James, his sister Jessie, and her friend Pete were getting the old house cleaned out to sell it. They moved mom to a nursing home six months earlier and the house had been sitting empty ever since. It was important to get rid of the house before winter set in with its higher utility bills and water pipe bursting risk. They needed to categorize everything in the home into divide-up, sell, or trash. Next, they would have a big yard sale and then get the house cleaned and on the market.

Jessie was going through things in her mother’s closet and found an unmarked cardboard box, long hidden under musty quilts and bedspreads. She got the partially crushed box down and upon removing the lid saw a carefully wrapped item.

“Hey, check this out, it looks important,” she said as she joined the others in her mother’s bedroom.

She set the box on the bed and lifted the paper-wrapped object out of the box. She carefully removed the protective paper and held up a ceramic cow. “I guess it’s a dud.”

“Yeah, but it must have had some kind of meaning so we probably should keep it,” James suggested.

“That’s a Brown Swiss,” Pete said. I grew up on a farm. I had to get up at 5:00 every morning to milk the cows and do other chores before hoofing it to a little schoolhouse.”

“I thought you said that you grew up in Santa Cruz, surfing and partying,” James said.

“I never said that,” Pete snapped. But I did spend time there and won a bunch of surfing tournaments. But that kind of cow has sweeter milk with a hint of chocolate. I’d drink it straight from the teats. Much better than Holsteins.”

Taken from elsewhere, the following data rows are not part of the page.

use anyhow::{Context, Result};
use clap::{Parser, Subcommand};
use std::io::{BufRead, Write};
use std::path::Path;
use tracing_subscriber::{EnvFilter, fmt, prelude::*};

use crate::application::{AppError, BudgetService, SummaryReport};
use crate::domain::{CategoryTotal, DEFAULT_CURRENCY, EntryForm, EntryType, format_amount};
use crate::io::{ExportFormat, ImportFormat, Importer};

/// Purse - Personal Budget Tracker
#[derive(Parser)]
#[command(name = "purse")]
#[command(about = "A local-first personal budget tracker for expenses and savings")]
#[command(version)]
pub struct Cli {
    /// Database file path
    #[arg(short, long, env = "PURSE_DATABASE", default_value = "purse.db", global = true)]
    pub database: String,

    /// Currency symbol used when displaying amounts
    #[arg(long, env = "PURSE_CURRENCY", default_value = DEFAULT_CURRENCY, global = true)]
    pub currency: String,

    /// Enable verbose output
    #[arg(short, long, global = true)]
    pub verbose: bool,

    #[command(subcommand)]
    pub command: Commands,
}

#[derive(Subcommand)]
pub enum Commands {
    /// Initialize a new database
    Init,

    /// Set the total money available before allocation
    Total {
        /// Amount (e.g., "1500" or "1500.50"); unparsable input sets 0
        #[arg(allow_hyphen_values = true)]
        amount: String,
    },

    /// Record an expense or savings entry
    Add {
        /// Amount, must be greater than 0
        #[arg(allow_hyphen_values = true)]
        amount: String,

        /// Entry type: expense, savings
        #[arg(short = 't', long = "type", default_value = "expense")]
        entry_type: String,

        /// Category label (defaults to "Other")
        #[arg(short, long)]
        category: Option<String>,

        /// Date of the entry (YYYY-MM-DD, defaults to today)
        #[arg(long)]
        date: Option<String>,
    },

    /// Edit an entry in place; omitted fields keep their current value
    Edit {
        /// Entry position as shown by `list`
        position: usize,

        /// New amount
        #[arg(short, long, allow_hyphen_values = true)]
        amount: Option<String>,

        /// New entry type: expense, savings
        #[arg(short = 't', long = "type")]
        entry_type: Option<String>,

        /// New category
        #[arg(short, long)]
        category: Option<String>,

        /// New date (YYYY-MM-DD)
        #[arg(long)]
        date: Option<String>,
    },

    /// Delete an entry
    Delete {
        /// Entry position as shown by `list`
        position: usize,

        /// Skip the confirmation prompt
        #[arg(short, long)]
        yes: bool,
    },

    /// List entries
    List {
        /// Filter by category
        #[arg(short, long)]
        category: Option<String>,

        /// Filter by entry type: expense, savings
        #[arg(short = 't', long = "type")]
        entry_type: Option<String>,
    },

    /// Show total money, expenses, savings and remaining funds
    Summary {
        /// Output format: table, json, csv
        #[arg(long, default_value = "table")]
        format: String,
    },

    /// Show expenses and savings per category
    Categories {
        /// Output format: table, json, csv
        #[arg(long, default_value = "table")]
        format: String,
    },

    /// Export data to JSON or CSV
    Export {
        /// What to export: json (backup), csv (entries), report (tabular report)
        export_type: String,

        /// Output file or directory (stdout if omitted)
        #[arg(short, long)]
        output: Option<String>,
    },

    /// Import data, replacing the current ledger
    Import {
        /// Input file (stdin if omitted)
        #[arg(short, long)]
        input: Option<String>,

        /// Format: json, csv (default: from file extension, else json)
        #[arg(short, long)]
        format: Option<String>,

        /// Preview without importing
        #[arg(long)]
        dry_run: bool,
    },
}

/// Initialise the global `tracing` subscriber on stderr.
/// `RUST_LOG` wins over the verbosity flag when set.
pub fn setup_logging(verbose: bool) {
    let default_level = if verbose { "debug" } else { "warn" };
    let filter =
        EnvFilter::try_from_default_env().unwrap_or_else(|_| EnvFilter::new(default_level));

    let layer = fmt::layer()
        .with_target(false)
        .with_writer(std::io::stderr);

    // A second initialisation (e.g. in tests) is harmless
    let _ = tracing_subscriber::registry()
        .with(filter)
        .with(layer)
        .try_init();
}

impl Cli {
    pub async fn run(self) -> Result<()> {
        if matches!(self.command, Commands::Init) {
            BudgetService::open(&self.database).await?;
            println!("Database initialized: {}", self.database);
            return Ok(());
        }

        let mut service = BudgetService::open(&self.database).await?;
        let result = self.dispatch(&mut service).await;
        service.close().await;
        result
    }

    async fn dispatch(self, service: &mut BudgetService) -> Result<()> {
        let currency = self.currency.as_str();

        match self.command {
            Commands::Init => {}

            Commands::Total { amount } => {
                let total = service.set_total(&amount).await?;
                println!("Total money set to {}", format_amount(currency, total));
            }

            Commands::Add {
                amount,
                entry_type,
                category,
                date,
            } => {
                let entry_type = parse_entry_type(&entry_type)?;
                let form = EntryForm::new(entry_type, category.unwrap_or_default(), amount)
                    .with_date(date.unwrap_or_default());

                match service.add_entry(form).await {
                    Ok(index) => {
                        let entry = &service.ledger().entries[index];
                        println!(
                            "Added #{}: {} {} {} ({})",
                            index + 1,
                            entry.date,
                            entry.entry_type,
                            format_amount(currency, entry.amount),
                            entry.category
                        );
                    }
                    Err(AppError::InvalidEntry(e)) => anyhow::bail!("{}", e),
                    Err(e) => return Err(e.into()),
                }
            }

            Commands::Edit {
                position,
                amount,
                entry_type,
                category,
                date,
            } => {
                let index = to_index(position)?;
                let Some(mut form) = service.begin_edit(index) else {
                    println!("No entry at position {}", position);
                    return Ok(());
                };

                if let Some(amount) = amount {
                    form.amount = amount;
                }
                if let Some(entry_type) = entry_type {
                    form.entry_type = parse_entry_type(&entry_type)?;
                }
                if let Some(category) = category {
                    form.category = category;
                }
                if let Some(date) = date {
                    form.date = date;
                }

                match service.commit_edit(form).await {
                    Ok(entry) => println!(
                        "Updated #{}: {} {} {} ({})",
                        position,
                        entry.date,
                        entry.entry_type,
                        format_amount(currency, entry.amount),
                        entry.category
                    ),
                    Err(e) => {
                        service.cancel_edit();
                        return Err(e.into());
                    }
                }
            }

            Commands::Delete { position, yes } => {
                let index = to_index(position)?;
                let removed = service
                    .delete_entry(index, |entry| {
                        yes || confirm(&format!(
                            "Delete #{} {} {} {} ({})?",
                            position,
                            entry.date,
                            entry.entry_type,
                            format_amount(currency, entry.amount),
                            entry.category
                        ))
                    })
                    .await?;

                match removed {
                    Some(entry) => println!("Deleted #{} ({})", position, entry.category),
                    None if index >= service.ledger().len() => {
                        println!("No entry at position {}", position)
                    }
                    None => println!("Nothing deleted"),
                }
            }

            Commands::List {
                category,
                entry_type,
            } => {
                let entry_type = entry_type.as_deref().map(parse_entry_type).transpose()?;
                run_list_command(service, currency, category.as_deref(), entry_type);
            }

            Commands::Summary { format } => run_summary_command(service, currency, &format)?,

            Commands::Categories { format } => run_categories_command(service, currency, &format)?,

            Commands::Export {
                export_type,
                output,
            } => run_export_command(service, &export_type, output.as_deref())?,

            Commands::Import {
                input,
                format,
                dry_run,
            } => {
                run_import_command(
                    service,
                    currency,
                    input.as_deref(),
                    format.as_deref(),
                    dry_run,
                )
                .await?
            }
        }

        Ok(())
    }
}
use chrono::NaiveDate;
use serde::{Deserialize, Serialize};

use super::normalize::parse_date_text;
use super::{Amount, DEFAULT_CATEGORY, Entry, EntryForm, safe_number};

/// The complete budget state: funds available plus the ordered entry list.
/// Entry order is display order.
#[derive(Debug, Clone, Default, PartialEq, Serialize, Deserialize)]
#[serde(rename_all = "camelCase")]
pub struct Ledger {
    pub total_money: Amount,
    pub entries: Vec<Entry>,
}

impl Ledger {
    pub fn new(total_money: Amount, entries: Vec<Entry>) -> Self {
        Self {
            total_money,
            entries,
        }
    }

    pub fn is_empty(&self) -> bool {
        self.entries.is_empty()
    }

    pub fn len(&self) -> usize {
        self.entries.len()
    }

    pub fn entry(&self, index: usize) -> Option<&Entry> {
        self.entries.get(index)
    }

    /// Replace the available funds with the coerced value of `input`.
    pub fn set_total(&mut self, input: &str) -> Amount {
        self.total_money = safe_number(input);
        self.total_money
    }

    /// Append an entry built from form values. Returns the new entry's index.
    pub fn add_entry(&mut self, form: &EntryForm, today: NaiveDate) -> Result<usize, LedgerError> {
        let entry = entry_from_form(form, today)?;
        self.entries.push(entry);
        Ok(self.entries.len() - 1)
    }

    /// Overwrite the entry at `index` in place.
    /// Out-of-range positions are a no-op and return `Ok(None)`.
    pub fn replace_entry(
        &mut self,
        index: usize,
        form: &EntryForm,
        today: NaiveDate,
    ) -> Result<Option<Entry>, LedgerError> {
        if index >= self.entries.len() {
            return Ok(None);
        }
        let entry = entry_from_form(form, today)?;
        Ok(Some(std::mem::replace(&mut self.entries[index], entry)))
    }

    /// Remove the entry at `index`. Out-of-range positions are a no-op.
    pub fn remove_entry(&mut self, index: usize) -> Option<Entry> {
        if index < self.entries.len() {
            Some(self.entries.remove(index))
        } else {
            None
        }
    }
}

/// Validate form values into an entry.
/// Non-positive amounts and unreadable dates are rejected; a blank date means `today`.
pub fn entry_from_form(form: &EntryForm, today: NaiveDate) -> Result<Entry, LedgerError> {
    let amount = safe_number(&form.amount);
    if amount <= 0.0 {
        return Err(LedgerError::NonPositiveAmount {
            input: form.amount.clone(),
        });
    }

    let date = if form.date.trim().is_empty() {
        today
    } else {
        parse_date_text(&form.date).ok_or_else(|| LedgerError::InvalidDate {
            input: form.date.clone(),
        })?
    };
    let category = match form.category.trim() {
        "" => DEFAULT_CATEGORY.to_string(),
        category => category.to_string(),
    };

    Ok(Entry::new(date, form.entry_type, category, amount))
}

#[derive(Debug, Clone, PartialEq, Eq)]
pub enum LedgerError {
    NonPositiveAmount { input: String },
    InvalidDate { input: String },
}

impl std::fmt::Display for LedgerError {
    fn fmt(&self, f: &mut std::fmt::Formatter<'_>) -> std::fmt::Result {
        match self {
            LedgerError::NonPositiveAmount { input } => {
                write!(f, "Please enter an amount greater than 0 (got '{}')", input)
            }
            LedgerError::InvalidDate { input } => {
                write!(f, "Invalid date '{}', expected YYYY-MM-DD", input)
            }
        }
    }
}

impl std::error::Error for LedgerError {}
use chrono::NaiveDate;
use serde::{Deserialize, Serialize};

use super::Amount;

/// Category assigned to entries that arrive without one.
pub const DEFAULT_CATEGORY: &str = "Other";

#[derive(Debug, Clone, Copy, PartialEq, Eq, Hash, Default, Serialize, Deserialize)]
pub enum EntryType {
    /// Money spent
    #[default]
    Expense,
    /// Money set aside
    Savings,
}

impl EntryType {
    pub fn as_str(&self) -> &'static str {
        match self {
            EntryType::Expense => "Expense",
            EntryType::Savings => "Savings",
        }
    }

    /// Lenient parse for user input ("savings", "EXPENSE", ...).
    pub fn from_str(s: &str) -> Option<Self> {
        match s.trim().to_lowercase().as_str() {
            "expense" => Some(EntryType::Expense),
            "savings" => Some(EntryType::Savings),
            _ => None,
        }
    }
}

impl std::fmt::Display for EntryType {
    fn fmt(&self, f: &mut std::fmt::Formatter<'_>) -> std::fmt::Result {
        write!(f, "{}", self.as_str())
    }
}

/// A single recorded expense or savings transaction.
#[derive(Debug, Clone, PartialEq, Serialize, Deserialize)]
pub struct Entry {
    pub date: NaiveDate,
    #[serde(rename = "type")]
    pub entry_type: EntryType,
    pub category: String,
    pub amount: Amount,
}

impl Entry {
    pub fn new(
        date: NaiveDate,
        entry_type: EntryType,
        category: impl Into<String>,
        amount: Amount,
    ) -> Self {
        Self {
            date,
            entry_type,
            category: category.into(),
            amount,
        }
    }

    pub fn is_expense(&self) -> bool {
        self.entry_type == EntryType::Expense
    }

    /// The entry's fields as editable form values.
    pub fn to_form(&self) -> EntryForm {
        EntryForm {
            date: self.date.format("%Y-%m-%d").to_string(),
            entry_type: self.entry_type,
            category: self.category.clone(),
            amount: self.amount.to_string(),
        }
    }
}

/// Raw field values as a user typed them. Blank date means today.
#[derive(Debug, Clone, Default, PartialEq, Eq)]
pub struct EntryForm {
    pub date: String,
    pub entry_type: EntryType,
    pub category: String,
    pub amount: String,
}

impl EntryForm {
    pub fn new(entry_type: EntryType, category: impl Into<String>, amount: impl Into<String>) -> Self {
        Self {
            date: String::new(),
            entry_type,
            category: category.into(),
            amount: amount.into(),
        }
    }

    pub fn with_date(mut self, date: impl Into<String>) -> Self {
        self.date = date.into();
        self
    }
}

James rolled his eyes and tried to get a forming image out of his mind. He glanced at Jessie who appeared impressed with the jerk. “So, what’s special about it? Let me see it, Jessie.”

James took the cow and rotated it around under a lamp’s bright light but could not find any markings. Then he shook it, listening for any rattling. “I guess we could start a pile of stuff to investigate further. Mom might remember it.”

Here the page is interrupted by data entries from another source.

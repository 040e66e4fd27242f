use serde_json::Value;

/// Amounts are plain floating-point values, mirroring the persisted JSON schema.
/// Every amount that reaches a ledger is finite.
pub type Amount = f64;

/// Default currency symbol used when rendering amounts.
pub const DEFAULT_CURRENCY: &str = "₱";

/// Format an amount with a currency symbol and two decimals.
/// Example: ("₱", 12.5) -> "₱12.50", ("$", -3.0) -> "-$3.00"
pub fn format_amount(symbol: &str, amount: Amount) -> String {
    let amount = if amount.is_finite() { amount } else { 0.0 };
    let sign = if amount < 0.0 { "-" } else { "" };
    format!("{}{}{:.2}", sign, symbol, amount.abs())
}

/// Coerce free-form text into a number.
///
/// Parses the longest leading numeric prefix ("12.5kg" -> 12.5, " -3" -> -3).
/// Input without digits, or whose value is not finite, yields 0.
pub fn safe_number(input: &str) -> Amount {
    parse_float_prefix(input)
        .filter(|n| n.is_finite())
        .unwrap_or(0.0)
}

/// Coerce an arbitrary JSON value into a number.
/// Numbers pass through, strings go through [`safe_number`], anything else is 0.
pub fn coerce_value(value: &Value) -> Amount {
    match value {
        Value::Number(n) => n.as_f64().filter(|n| n.is_finite()).unwrap_or(0.0),
        Value::String(s) => safe_number(s),
        _ => 0.0,
    }
}

fn parse_float_prefix(input: &str) -> Option<f64> {
    let s = input.trim_start();
    let bytes = s.as_bytes();
    let mut end = 0;

    if matches!(bytes.first(), Some(b'+') | Some(b'-')) {
        end += 1;
    }

    let int_digits = count_digits(&bytes[end..]);
    end += int_digits;

    let mut frac_digits = 0;
    if bytes.get(end) == Some(&b'.') {
        frac_digits = count_digits(&bytes[end + 1..]);
        if int_digits > 0 || frac_digits > 0 {
            end += 1 + frac_digits;
        }
    }

    if int_digits == 0 && frac_digits == 0 {
        return None;
    }

    // Exponent only counts when digits follow it
    if matches!(bytes.get(end), Some(b'e') | Some(b'E')) {
        let mut exp_end = end + 1;
        if matches!(bytes.get(exp_end), Some(b'+') | Some(b'-')) {
            exp_end += 1;
        }
        let exp_digits = count_digits(&bytes[exp_end..]);
        if exp_digits > 0 {
            end = exp_end + exp_digits;
        }
    }

    s[..end].parse().ok()
}

fn count_digits(bytes: &[u8]) -> usize {
    bytes.iter().take_while(|b| b.is_ascii_digit()).count()
}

“Mom doesn’t remember anything for more than a few minutes, but I guess we can try.” Jessie said as she started back towards the closet.

*        *        *

Several days later, James and Jessie visited their mother in the nursing home with a box of “what’s it” items. They talked to her about the nursing home’s food, birds outside her window, and her health. Finding her to be semi-coherent they decided to show her the stuff in the box. They went through the items one-by-one, showing her old plates, jewelry, cassette tapes, figurines, and other items. Their mother couldn’t remember ever seeing any of the items. Then they pulled out the cow. Their mother’s head jerked up recognizing it.

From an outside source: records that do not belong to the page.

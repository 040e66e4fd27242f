use chrono::{NaiveDate, Utc};
use serde_json::Value;
use tracing::{debug, error, info, warn};

use crate::domain::{
    Amount, CategoryTotal, Entry, EntryForm, Ledger, Totals, category_totals, normalize, totals,
};
use crate::storage::{Repository, STORAGE_KEY};

use super::{AppError, BudgetReport};

/// Source of "today" for date defaults.
pub type Clock = fn() -> NaiveDate;

/// Current date in UTC.
pub fn utc_today() -> NaiveDate {
    Utc::now().date_naive()
}

/// Entry currently open for editing. It stays in the ledger until the edit is committed.
#[derive(Debug, Clone)]
struct PendingEdit {
    index: usize,
    original: Entry,
}

/// Application service owning the ledger for one session.
/// This is the primary interface for any client (CLI, API, TUI, etc.).
/// Every mutation is written through to storage before returning.
pub struct BudgetService {
    repo: Repository,
    ledger: Ledger,
    pending_edit: Option<PendingEdit>,
    clock: Clock,
}

impl BudgetService {
    /// Open (creating if needed) the database at the given path and load the ledger.
    pub async fn open(database_path: &str) -> Result<Self, AppError> {
        Self::open_with_clock(database_path, utc_today).await
    }

    /// Like [`BudgetService::open`], with a custom clock for date defaults.
    pub async fn open_with_clock(database_path: &str, clock: Clock) -> Result<Self, AppError> {
        let db_url = format!("sqlite:{}?mode=rwc", database_path);
        let repo = Repository::init(&db_url).await?;
        let ledger = Self::load(&repo, clock()).await?;

        info!(
            database = database_path,
            entries = ledger.len(),
            "ledger loaded"
        );

        Ok(Self {
            repo,
            ledger,
            pending_edit: None,
            clock,
        })
    }

    /// Read the stored ledger. A corrupt payload is discarded and an empty ledger returned.
    async fn load(repo: &Repository, today: NaiveDate) -> Result<Ledger, AppError> {
        let Some(payload) = repo.get_payload(STORAGE_KEY).await? else {
            return Ok(Ledger::default());
        };

        match serde_json::from_str::<Value>(&payload) {
            Ok(raw) => Ok(normalize(&raw, today)),
            Err(e) => {
                warn!("Failed to load stored data, starting empty: {}", e);
                repo.remove_payload(STORAGE_KEY).await?;
                Ok(Ledger::default())
            }
        }
    }

    async fn save(&self) -> Result<(), AppError> {
        let payload = serde_json::to_string(&self.ledger)?;
        self.repo
            .set_payload(STORAGE_KEY, &payload)
            .await
            .map_err(|e| {
                error!("Failed to save data: {:#}", e);
                AppError::Storage(e)
            })
    }

    pub fn today(&self) -> NaiveDate {
        (self.clock)()
    }

    pub fn ledger(&self) -> &Ledger {
        &self.ledger
    }

    // ========================
    // Mutations
    // ========================

    /// Replace the available funds. Unparsable input sets them to 0.
    pub async fn set_total(&mut self, input: &str) -> Result<Amount, AppError> {
        let total = self.ledger.set_total(input);
        debug!(total, "total money set");
        self.save().await?;
        Ok(total)
    }

    /// Append a new entry. Returns its index.
    /// Non-positive amounts are rejected without touching the ledger.
    pub async fn add_entry(&mut self, form: EntryForm) -> Result<usize, AppError> {
        let today = self.today();
        let index = self.ledger.add_entry(&form, today).inspect_err(|e| {
            debug!("entry rejected: {}", e);
        })?;
        debug!(index, "entry added");
        self.save().await?;
        Ok(index)
    }

    /// Remove the entry at `index` once `confirm` approves it.
    ///
    /// Returns `Ok(None)` when the position is out of range or confirmation is refused;
    /// the ledger is unchanged in both cases.
    pub async fn delete_entry<F>(&mut self, index: usize, confirm: F) -> Result<Option<Entry>, AppError>
    where
        F: FnOnce(&Entry) -> bool,
    {
        let Some(entry) = self.ledger.entry(index) else {
            debug!(index, "delete ignored: no such entry");
            return Ok(None);
        };
        if !confirm(entry) {
            debug!(index, "delete declined");
            return Ok(None);
        }

        let removed = self.ledger.remove_entry(index);
        self.pending_edit = match self.pending_edit.take() {
            Some(edit) if edit.index == index => None,
            Some(mut edit) if edit.index > index => {
                edit.index -= 1;
                Some(edit)
            }
            other => other,
        };
        debug!(index, "entry deleted");
        self.save().await?;
        Ok(removed)
    }

    /// Open the entry at `index` for editing and return its fields.
    ///
    /// The entry stays in the ledger until [`BudgetService::commit_edit`] succeeds, so an
    /// abandoned edit loses nothing. Out-of-range positions return `None`.
    pub fn begin_edit(&mut self, index: usize) -> Option<EntryForm> {
        let entry = self.ledger.entry(index)?;
        let form = entry.to_form();
        self.pending_edit = Some(PendingEdit {
            index,
            original: entry.clone(),
        });
        Some(form)
    }

    /// Position of the entry being edited, if any.
    pub fn editing(&self) -> Option<usize> {
        self.pending_edit.as_ref().map(|edit| edit.index)
    }

    /// Replace the entry being edited with `form`, keeping its position.
    /// A rejected form leaves the edit open so it can be corrected.
    pub async fn commit_edit(&mut self, form: EntryForm) -> Result<Entry, AppError> {
        let index = self.editing().ok_or(AppError::NoPendingEdit)?;
        let today = self.today();

        self.ledger
            .replace_entry(index, &form, today)?
            .ok_or(AppError::NoPendingEdit)?;
        self.pending_edit = None;

        let updated = self.ledger.entries[index].clone();
        debug!(index, "entry edited");
        self.save().await?;
        Ok(updated)
    }

    /// Abandon the current edit. Returns the untouched original entry.
    pub fn cancel_edit(&mut self) -> Option<Entry> {
        self.pending_edit.take().map(|edit| edit.original)
    }

    /// Replace the whole ledger with an imported one.
    pub async fn import(&mut self, ledger: Ledger) -> Result<(), AppError> {
        info!(entries = ledger.len(), "ledger replaced by import");
        self.ledger = ledger;
        self.pending_edit = None;
        self.save().await
    }

    // ========================
    // Aggregation
    // ========================

    pub fn totals(&self) -> Totals {
        totals(&self.ledger)
    }

    pub fn category_totals(&self) -> Vec<CategoryTotal> {
        category_totals(&self.ledger)
    }

    pub fn report(&self) -> BudgetReport {
        BudgetReport::build(&self.ledger, self.today())
    }

    /// Close the underlying storage. Later mutations fail to persist.
    pub async fn close(&self) {
        self.repo.close().await;
    }
}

“Do you remember this cow?” Jessie asked.

“I don’t know. Is that a cow?”

“Yeah, it is mom, is there something special about it? We found it in the back of your closet.”

“Nobody is supposed to touch that.”

“What? Why is that?” Jessie asked.

“I don’t know.”

Their mother held out her hand, so Jessie gave her the cow. She looked at it and then her hands twisted the head loose from the body.

“Mom, did you know the head comes off?” James asked.

“Does it really?”

James reached towards the cow. “Let me see that, mom.”

He took the two parts and looked through the neck hole and into the cow’s body. “Oh my god,” he exclaimed as it fell from his hands towards the floor.